Posted on Aug 27, 2019 by in The OFI Blog |

Delchristoff McGhee, 2019 Robert P. Kogod Art Intern (Photo by Amy Lemon)

Delchristoff McGhee is a DC native, a rising junior at Washington Leadership Academy and the 2019 Robert P. Kogod Art Intern at the Smithsonian. He is also an alumnus of Higher Achievement, a program that provides scholars with supplemental academic support to ensure an equal footing for those coming from communities with fewer resources.

After receiving an email from Margaret Service, Manager of Scholar Events at Higher Achievement, encouraging all alumni to apply and meeting with Kevin Doyle, Program Support Fellow, who visited Washington Leadership Academy, Delchristoff applied to the Smithsonian’s Kogod Arts Internship. He hoped to see different types of art as well as learn new things related to art, history, and culture. “I want to go to college to study art and then own an art store someday.” He would like his art store to be so interesting that customers who visit will be surprised by what they see when they enter his store.
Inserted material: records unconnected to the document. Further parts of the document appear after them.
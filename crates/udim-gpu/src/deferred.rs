//! Deferred texture freeing.
//!
//! GPU textures may only be freed on the thread owning the GPU context. Other
//! threads hand their textures to this queue; the owning thread drains it at
//! its next opportunity.

use crate::backend::GpuBackend;
use crate::texture::TextureId;
use parking_lot::Mutex;
use std::thread::{self, ThreadId};

/// Queue of textures waiting to be freed on the owning thread.
///
/// Shared behind an `Arc`; pushing is allowed from any thread.
pub struct DeferredFreeQueue {
    /// Textures pending deletion, most recent last.
    pending: Mutex<Vec<TextureId>>,
    /// Thread owning the GPU context.
    owner: ThreadId,
}

impl DeferredFreeQueue {
    /// Create a queue owned by the calling thread.
    pub fn new() -> Self {
        Self::with_owner(thread::current().id())
    }

    /// Create a queue owned by a specific thread.
    pub fn with_owner(owner: ThreadId) -> Self {
        Self {
            pending: Mutex::new(Vec::new()),
            owner,
        }
    }

    /// Thread owning the GPU context.
    pub fn owner(&self) -> ThreadId {
        self.owner
    }

    /// Check if the calling thread owns the GPU context.
    pub fn is_owner_thread(&self) -> bool {
        thread::current().id() == self.owner
    }

    /// Queue a texture for deletion.
    pub fn queue(&self, texture: TextureId) {
        self.pending.lock().push(texture);
    }

    /// Queue several textures for deletion.
    pub fn queue_all(&self, textures: impl IntoIterator<Item = TextureId>) {
        self.pending.lock().extend(textures);
    }

    /// Free every queued texture.
    ///
    /// Does nothing when called off the owning thread. Returns the number of
    /// textures freed.
    pub fn flush<B: GpuBackend + ?Sized>(&self, backend: &mut B) -> usize {
        if !self.is_owner_thread() {
            return 0;
        }

        let drained = std::mem::take(&mut *self.pending.lock());
        let count = drained.len();
        for texture in drained {
            if let Err(err) = backend.free_texture(texture) {
                tracing::warn!(texture = texture.0, %err, "deferred texture free failed");
            }
        }
        if count > 0 {
            tracing::debug!(count, "flushed deferred texture frees");
        }
        count
    }

    /// Get the number of pending deletions.
    pub fn pending_count(&self) -> usize {
        self.pending.lock().len()
    }
}

impl Default for DeferredFreeQueue {
    fn default() -> Self {
        Self::new()
    }
}
//! The GPU resource provider interface.

use crate::capabilities::GpuCapabilities;
use crate::error::Result;
use crate::texture::{
    ExtendMode, TexelUpload, TextureDesc, TextureDimension, TextureId, UploadRegion,
};
use glam::UVec2;

/// GPU operations used by the texture cache.
///
/// All methods must be called from the thread owning the GPU context.
pub trait GpuBackend {
    /// Limits of the device.
    fn capabilities(&self) -> &GpuCapabilities;

    /// Create a texture, optionally filled with `initial` data.
    ///
    /// Textures created without data are zero-initialized.
    fn create_texture(
        &mut self,
        desc: &TextureDesc,
        initial: Option<TexelUpload<'_>>,
    ) -> Result<TextureId>;

    /// Create a small bindable placeholder texture of the given dimensionality.
    fn create_error_texture(&mut self, dimension: TextureDimension) -> Result<TextureId>;

    /// Overwrite a sub-region of one layer.
    fn update_sub(
        &mut self,
        texture: TextureId,
        region: UploadRegion,
        upload: TexelUpload<'_>,
    ) -> Result<()>;

    /// Regenerate the mip chain from level 0.
    fn generate_mipmaps(&mut self, texture: TextureId) -> Result<()>;

    /// Enable or disable mipmapped sampling and linear filtering.
    fn set_mipmap_mode(&mut self, texture: TextureId, mipmap: bool, linear: bool) -> Result<()>;

    /// Set the sampler wrap mode.
    fn set_extend_mode(&mut self, texture: TextureId, mode: ExtendMode) -> Result<()>;

    /// Release a texture.
    fn free_texture(&mut self, texture: TextureId) -> Result<()>;

    /// Width and height of level 0.
    fn texture_size(&self, texture: TextureId) -> Result<UVec2>;

    /// Read back every texel of level 0 as RGBA floats, layer by layer.
    fn read_back(&self, texture: TextureId) -> Result<Vec<f32>>;
}
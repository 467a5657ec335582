//! Tile mapping lookup texture.
//!
//! Shaders resolve a UDIM tile to its place in the array texture through a
//! 1D array texture indexed by `tile - 1001`:
//! - row 0: `[layer, 0, 0, 0]`, layer `-1` where no tile exists
//! - row 1: `[offset.x / W, offset.y / H, size.x / W, size.y / H]`

use crate::packer::{PackedTileLayout, TilePlacement};
use bytemuck::{Pod, Zeroable};
use glam::{UVec2, Vec2, Vec4};
use udim_core::TileNumber;
use udim_gpu::{GpuBackend, TexelData, TexelUpload, TextureDesc, TextureFormat, TextureId};

/// Layer value of indices without a tile.
pub const NO_TILE: f32 = -1.0;

/// One RGBA32F texel of the mapping texture.
#[derive(Debug, Clone, Copy, PartialEq, Pod, Zeroable)]
#[repr(C)]
pub struct MappingTexel(pub [f32; 4]);

/// Decoded mapping entry.
#[derive(Debug, Clone, Copy, PartialEq)]
pub struct MappingEntry {
    pub layer: u32,
    /// Normalized offset within the layer.
    pub offset: Vec2,
    /// Normalized size within the layer.
    pub size: Vec2,
}

/// Host copy of the mapping texture.
#[derive(Debug, Clone, PartialEq)]
pub struct TileMapping {
    width: u32,
    extent: UVec2,
    /// Row 0 followed by row 1.
    texels: Vec<MappingTexel>,
}

impl TileMapping {
    /// Build the mapping for a layout. `None` if the layout is empty.
    pub fn from_layout(layout: &PackedTileLayout) -> Option<Self> {
        let width = layout.max_tile()?.index() + 1;
        let extent = layout.extent().max(UVec2::ONE);
        let scale = extent.as_vec2();

        let mut texels = vec![MappingTexel([0.0; 4]); 2 * width as usize];
        for texel in &mut texels[..width as usize] {
            texel.0[0] = NO_TILE;
        }
        for (tile, placement) in layout.iter() {
            let i = tile.index() as usize;
            texels[i].0[0] = placement.layer as f32;
            let offset = placement.offset.as_vec2() / scale;
            let size = placement.size.as_vec2() / scale;
            texels[width as usize + i] = MappingTexel(Vec4::new(offset.x, offset.y, size.x, size.y).into());
        }

        Some(Self {
            width,
            extent,
            texels,
        })
    }

    /// Number of entries (highest tile index + 1).
    pub const fn width(&self) -> u32 {
        self.width
    }

    /// Raw texels, two rows of [`Self::width`].
    pub fn texels(&self) -> &[MappingTexel] {
        &self.texels
    }

    /// Texels as a flat float slice.
    pub fn as_floats(&self) -> &[f32] {
        bytemuck::cast_slice(&self.texels)
    }

    /// Decode the entry of a tile. `None` if the tile is absent.
    pub fn entry(&self, tile: TileNumber) -> Option<MappingEntry> {
        let i = tile.index();
        if i >= self.width {
            return None;
        }
        let layer = self.texels[i as usize].0[0];
        if layer < 0.0 {
            return None;
        }
        let [ox, oy, sx, sy] = self.texels[(self.width + i) as usize].0;
        Some(MappingEntry {
            layer: layer as u32,
            offset: Vec2::new(ox, oy),
            size: Vec2::new(sx, sy),
        })
    }

    /// Decode the entry of a tile back into texel units.
    pub fn lookup(&self, tile: TileNumber) -> Option<TilePlacement> {
        let entry = self.entry(tile)?;
        let scale = self.extent.as_vec2();
        Some(TilePlacement {
            layer: entry.layer,
            offset: (entry.offset * scale).round().as_uvec2(),
            size: (entry.size * scale).round().as_uvec2(),
        })
    }

    /// Create the GPU texture: 1D array, 2 rows, RGBA32F, nearest, no mips.
    pub fn upload<B: GpuBackend + ?Sized>(
        &self,
        backend: &mut B,
        label: &str,
    ) -> udim_gpu::Result<TextureId> {
        let desc = TextureDesc::d1_array(
            format!("{label}.tile_mapping"),
            TextureFormat::Rgba32F,
            self.width,
            2,
        );
        let data = TexelUpload::packed(TexelData::Floats(self.as_floats()), self.width);
        let texture = backend.create_texture(&desc, Some(data))?;
        backend.set_mipmap_mode(texture, false, false)?;
        tracing::debug!(texture = texture.0, width = self.width, "tile mapping created");
        Ok(texture)
    }
}

#[cfg(test)]
mod tests {
    use super::*;
    use crate::packer::{PackRequest, TilePacker};
    use approx::assert_relative_eq;
    use udim_gpu::SoftwareBackend;

    fn layout() -> PackedTileLayout {
        let requests = [
            PackRequest::new(TileNumber(1001), 512, 512),
            PackRequest::new(TileNumber(1002), 256, 256),
            PackRequest::new(TileNumber(1005), 1024, 512),
        ];
        TilePacker::new(16384)
            .pack_with_extent(&requests, 1024, 1024)
            .unwrap()
    }

    #[test]
    fn lookup_matches_layout() {
        let layout = layout();
        let mapping = TileMapping::from_layout(&layout).unwrap();
        assert_eq!(mapping.width(), 5);
        for (tile, placement) in layout.iter() {
            assert_eq!(mapping.lookup(tile).as_ref(), Some(placement));
        }
    }

    #[test]
    fn missing_tiles_have_negative_layer() {
        let mapping = TileMapping::from_layout(&layout()).unwrap();
        for tile in [TileNumber(1003), TileNumber(1004), TileNumber(1006)] {
            assert!(mapping.lookup(tile).is_none());
        }
        let floats = mapping.as_floats();
        assert_relative_eq!(floats[4 * 2], NO_TILE);
        // Geometry of missing tiles is zeroed.
        assert!(floats[4 * (5 + 2)..4 * (5 + 3)].iter().all(|&v| v == 0.0));
    }

    #[test]
    fn entries_are_normalized() {
        let layout = layout();
        let mapping = TileMapping::from_layout(&layout).unwrap();
        let entry = mapping.entry(TileNumber(1005)).unwrap();
        assert_eq!(entry.layer, 0);
        assert_relative_eq!(entry.size.x, 1.0);
        assert_relative_eq!(entry.size.y, 0.5);

        let small = layout.placement(TileNumber(1002)).unwrap();
        let entry = mapping.entry(TileNumber(1002)).unwrap();
        assert_relative_eq!(entry.offset.x, small.offset.x as f32 / 1024.0);
        assert_relative_eq!(entry.offset.y, small.offset.y as f32 / 1024.0);
        assert_relative_eq!(entry.size.x, 0.25);
    }

    #[test]
    fn upload_creates_two_row_texture() {
        let mut backend = SoftwareBackend::default();
        let mapping = TileMapping::from_layout(&layout()).unwrap();
        let texture = mapping.upload(&mut backend, "udim").unwrap();
        let desc = backend.desc(texture).unwrap();
        assert_eq!((desc.width, desc.layers), (5, 2));
        assert_eq!(desc.format, TextureFormat::Rgba32F);
        assert_eq!(backend.mipmap_mode(texture), Some((false, false)));
        assert_eq!(backend.read_back(texture).unwrap(), mapping.as_floats());
    }
}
Delchristoff embraces the words of Frederick Douglass, “If there is no struggle, there is no progress.” Delchristoff explains, “In my life, I try very hard. Subjects in school, especially math, can be very frustrating for me.” Many times Delchristoff wanted to give up on school but his mother and his teachers encouraged him and he says his deep faith kept him rooted and grounded. “At first, I wasn’t focused and didn’t take my education seriously.” In high school he realized working harder earned better grades and he started applying himself more. He also made an effort to ask questions when he doesn’t understand something. His teachers have seen this effort and improvement. They report he works hard and is proactive about seeking help when he needs it. They add, “He is always eager and excited to learn.”

Delchristoff loves drawing – especially superheroes. Spiderman and the Hulk are his favorite heroes which explains his excitement when he discovered Excelsior! Super Superheroes on the Smithsonian website and read about Stan Lee. “When I get older, I hope to be a great drawer just like Stan Lee.”

Drawings of Spiderman and the Incredible Hulk by Delchristoff McGhee

When Keith Conway, Exhibits Specialist and Mount Maker at the National Museum of African Art (NMAfA), read Delchristoff’s application he knew he could provide the perfect hands-on internship experience. Keith is a proud graduate of Xavier Univ. and the University of the District of Columbia. He focused on sculpture as he earned a BA in studio art. He started at the Smithsonian in 1988 creating armature, mounts & prosthetic supports for museum artifacts. His job is to find ways to safely mount, store and move museum artifacts. If he isn’t figuring out how to support heavy and unstable objects, he’s inventing ways to display very small and fragile ones without the mounting mechanisms overshadowing the objects.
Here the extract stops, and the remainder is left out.